尾行

 カッターをスライドさせ、刃をせり出してみる。

 途中でつっかえることなく、錆一つない真新しい輝きが顔を出した。

 当然だ。

 美術の時間以外で使ったことがないので新品同然である。


「こんなところでいいか」


 とりあえず使用に問題がなさそうなのを確認してから、そっと胸ポケットにしまった。

 ずっとカッターナイフの見ているのは良くない。誰かに目撃でもされたら、俺は刃物をじろじろと眺めている危険人物扱いだ。


 これから岸園に、事の真偽を確かめにいく。

 俺と冬葵に嫌がらせをしたかどうか、聞きださなければならない。

 場合によっては、暴れ出した岸園と戦うために、カッターナイフが必要になる事態も考えられたからだ。


 とはいえ……こんなものを持っていても岸園に勝てるビジョンが見えない。

 俺では手も足も出なかった空手部の部員たちを、岸園はたったひとりで制圧してしまったのだから。

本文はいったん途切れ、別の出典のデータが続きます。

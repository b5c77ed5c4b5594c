use std::{ops::Deref, rc::Rc};

use anyhow::Result;
use ash::vk::{
    self, AccessFlags, AttachmentDescription, AttachmentLoadOp, AttachmentReference,
    AttachmentStoreOp, ImageLayout, PipelineBindPoint, PipelineStageFlags, RenderPassCreateInfo,
    SampleCountFlags, SubpassDependency, SubpassDescription, SUBPASS_EXTERNAL,
};

use crate::{LogicalDevice, Swapchain};

pub struct RenderPass {
    logical_device: Rc<LogicalDevice>,
    render_pass: vk::RenderPass,
}

impl RenderPass {
    pub fn new(logical_device: &Rc<LogicalDevice>, swapchain: &Swapchain) -> Result<Self> {
        let attachment_description = [AttachmentDescription::default()
            // ensure attachment format matches that of swapchain
            .format(swapchain.get_surface_format().format)
            // not using multisampling, so stick to 1 sample
            .samples(SampleCountFlags::TYPE_1)
            // clear the data in the attachment before rendering
            .load_op(AttachmentLoadOp::CLEAR)
            // dont care about layout of previous image, because we're clearing it
            // anyway
            .initial_layout(ImageLayout::UNDEFINED)
            // store the results in memory for later use after rendering
            .store_op(AttachmentStoreOp::STORE)
            // transition to a layout suitable for presentation
            .final_layout(ImageLayout::PRESENT_SRC_KHR)
            // not using stencils
            .stencil_load_op(AttachmentLoadOp::DONT_CARE)
            .stencil_store_op(AttachmentStoreOp::DONT_CARE)];

        let attachment_ref = [AttachmentReference::default()
            .attachment(0)
            .layout(ImageLayout::COLOR_ATTACHMENT_OPTIMAL)];

        let subpass_description = [SubpassDescription::default()
            .pipeline_bind_point(PipelineBindPoint::GRAPHICS)
            .color_attachments(&attachment_ref)];

        let subpass_dependencies = [SubpassDependency::default()
            .src_subpass(SUBPASS_EXTERNAL)
            .dst_subpass(0)
            .src_stage_mask(PipelineStageFlags::COLOR_ATTACHMENT_OUTPUT)
            .src_access_mask(AccessFlags::empty())
            .dst_stage_mask(PipelineStageFlags::COLOR_ATTACHMENT_OUTPUT)
            .dst_access_mask(AccessFlags::COLOR_ATTACHMENT_WRITE)];

        let render_pass_create_info = RenderPassCreateInfo::default()
            .attachments(&attachment_description)
            .subpasses(&subpass_description)
            .dependencies(&subpass_dependencies);

        let render_pass =
            unsafe { logical_device.create_render_pass(&render_pass_create_info, None)? };

        Ok(Self {
            logical_device: Rc::clone(logical_device),
            render_pass,
        })
    }
}

impl Drop for RenderPass {
    fn drop(&mut self) {
        unsafe {
            self.logical_device
                .destroy_render_pass(self.render_pass, None)
        }
    }
}

impl Deref for RenderPass {
    type Target = vk::RenderPass;

    fn deref(&self) -> &Self::Target {
        &self.render_pass
    }
}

 警官の父親から護身術を学んでいる彼女にはカッターナイフなんて付け焼刃もいいところだろう。

 でも他に何か武器になりそうな物はないし、俺にできる備えはこの程度だろう。


 ……せめて、これを使う事態にならなければいいのだが。


「っと――そうだ。忘れるところだった」


 鞄から生徒手帳を取り出す。

 分厚くて、手で持っているだけでもずっしりとした重量感がある。

 明らかに設計ミスだと思う。

 そこは教師も思っていることなのか、いくら学則とはいえ教師もうるさく言ってこないし見逃してくれる。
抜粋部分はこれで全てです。